▶ **WHAT TO PRODUCE**: Word for word, repeat all of the entries.

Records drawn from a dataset
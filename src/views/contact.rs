use std::time::Duration;
use thiserror::Error;
use tokio::time::{sleep, Instant};
use tracing::info;

/// Simulated round trip of a submission
pub const SUBMIT_DELAY: Duration = Duration::from_secs(1);
/// How long the thank-you message stays up
pub const ACKNOWLEDGMENT_WINDOW: Duration = Duration::from_secs(5);

#[derive(Debug, Clone, Default, PartialEq, Eq)]
pub struct ContactMessage {
    pub name: String,
    pub email: String,
    pub message: String,
}

#[derive(Debug, Clone, PartialEq, Eq, Error)]
pub enum ContactError {
    #[error("{0} is required")]
    MissingField(&'static str),

    #[error("Please enter a valid email address")]
    InvalidEmail,

    #[error("A message is already being sent")]
    AlreadySubmitting,
}

/// "Get in touch" form. Nothing is sent anywhere; submission only drives the
/// acknowledgment state.
#[derive(Debug, Clone)]
pub struct ContactForm {
    pub draft: ContactMessage,
    submitting: bool,
    acknowledged_until: Option<Instant>,
    submit_delay: Duration,
    acknowledgment_window: Duration,
}

impl Default for ContactForm {
    fn default() -> Self {
        Self::with_timing(SUBMIT_DELAY, ACKNOWLEDGMENT_WINDOW)
    }
}

impl ContactForm {
    pub fn with_timing(submit_delay: Duration, acknowledgment_window: Duration) -> Self {
        Self {
            draft: ContactMessage::default(),
            submitting: false,
            acknowledged_until: None,
            submit_delay,
            acknowledgment_window,
        }
    }

    pub fn validate(&self) -> Result<(), ContactError> {
        let ContactMessage {
            name,
            email,
            message,
        } = &self.draft;

        if name.trim().is_empty() {
            return Err(ContactError::MissingField("Name"));
        }
        if email.trim().is_empty() {
            return Err(ContactError::MissingField("Email"));
        }
        match email.trim().split_once('@') {
            Some((user, domain)) if !user.is_empty() && !domain.is_empty() => {}
            _ => return Err(ContactError::InvalidEmail),
        }
        if message.trim().is_empty() {
            return Err(ContactError::MissingField("Message"));
        }
        Ok(())
    }

    /// Submit the draft: wait out the submit delay, clear the form and show
    /// the acknowledgment until the window runs out.
    pub async fn submit(&mut self) -> Result<(), ContactError> {
        if self.submitting {
            return Err(ContactError::AlreadySubmitting);
        }
        self.validate()?;

        self.submitting = true;
        sleep(self.submit_delay).await;

        info!("Contact message received from {}", self.draft.email);
        self.draft = ContactMessage::default();
        self.submitting = false;
        self.acknowledged_until = Some(Instant::now() + self.acknowledgment_window);
        Ok(())
    }

    pub fn is_submitting(&self) -> bool {
        self.submitting
    }

    pub fn is_acknowledged(&self) -> bool {
        self.acknowledged_until
            .is_some_and(|deadline| Instant::now() < deadline)
    }
}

▶ **TASK SOLUTION**:
filename src/views/contact.rs
use std::time::Duration;
use thiserror::Error;
use tokio::time::{sleep, Instant};
use tracing::info;

/// Simulated round trip of a submission
pub const SUBMIT_DELAY: Duration = Duration::from_secs(1);
/// How long the thank-you message stays up
pub const ACKNOWLEDGMENT_WINDOW: Duration = Duration::from_secs(5);

#[derive(Debug, Clone, Default, PartialEq, Eq)]
pub struct ContactMessage {
    pub name: String,
    pub email: String,
    pub message: String,
}

#[derive(Debug, Clone, PartialEq, Eq, Error)]
pub enum ContactError {
    #[error("{0} is required")]
    MissingField(&'static str),

    #[error("Please enter a valid email address")]
    InvalidEmail,

    #[error("A message is already being sent")]
    AlreadySubmitting,
}

/// "Get in touch" form. Nothing is sent anywhere; submission only drives the
/// acknowledgment state.
#[derive(Debug, Clone)]
pub struct ContactForm {
    pub draft: ContactMessage,
    submitting: bool,
    acknowledged_until: Option<Instant>,
    submit_delay: Duration,
    acknowledgment_window: Duration,
}

impl Default for ContactForm {
    fn default() -> Self {
        Self::with_timing(SUBMIT_DELAY, ACKNOWLEDGMENT_WINDOW)
    }
}

impl ContactForm {
    pub fn with_timing(submit_delay: Duration, acknowledgment_window: Duration) -> Self {
        Self {
            draft: ContactMessage::default(),
            submitting: false,
            acknowledged_until: None,
            submit_delay,
            acknowledgment_window,
        }
    }

    pub fn validate(&self) -> Result<(), ContactError> {
        let ContactMessage {
            name,
            email,
            message,
        } = &self.draft;

        if name.trim().is_empty() {
            return Err(ContactError::MissingField("Name"));
        }
        if email.trim().is_empty() {
            return Err(ContactError::MissingField("Email"));
        }
        match email.trim().split_once('@') {
            Some((user, domain)) if !user.is_empty() && !domain.is_empty() => {}
            _ => return Err(ContactError::InvalidEmail),
        }
        if message.trim().is_empty() {
            return Err(ContactError::MissingField("Message"));
        }
        Ok(())
    }

    /// Submit the draft: wait out the submit delay, clear the form and show
    /// the acknowledgment until the window runs out.
    pub async fn submit(&mut self) -> Result<(), ContactError> {
        if self.submitting {
            return Err(ContactError::AlreadySubmitting);
        }
        self.validate()?;

        self.submitting = true;
        sleep(self.submit_delay).await;

        info!("Contact message received from {}", self.draft.email);
        self.draft = ContactMessage::default();
        self.submitting = false;
        self.acknowledged_until = Some(Instant::now() + self.acknowledgment_window);
        Ok(())
    }

    pub fn is_submitting(&self) -> bool {
        self.submitting
    }

    pub fn is_acknowledged(&self) -> bool {
        self.acknowledged_until
            .is_some_and(|deadline| Instant::now() < deadline)
    }
}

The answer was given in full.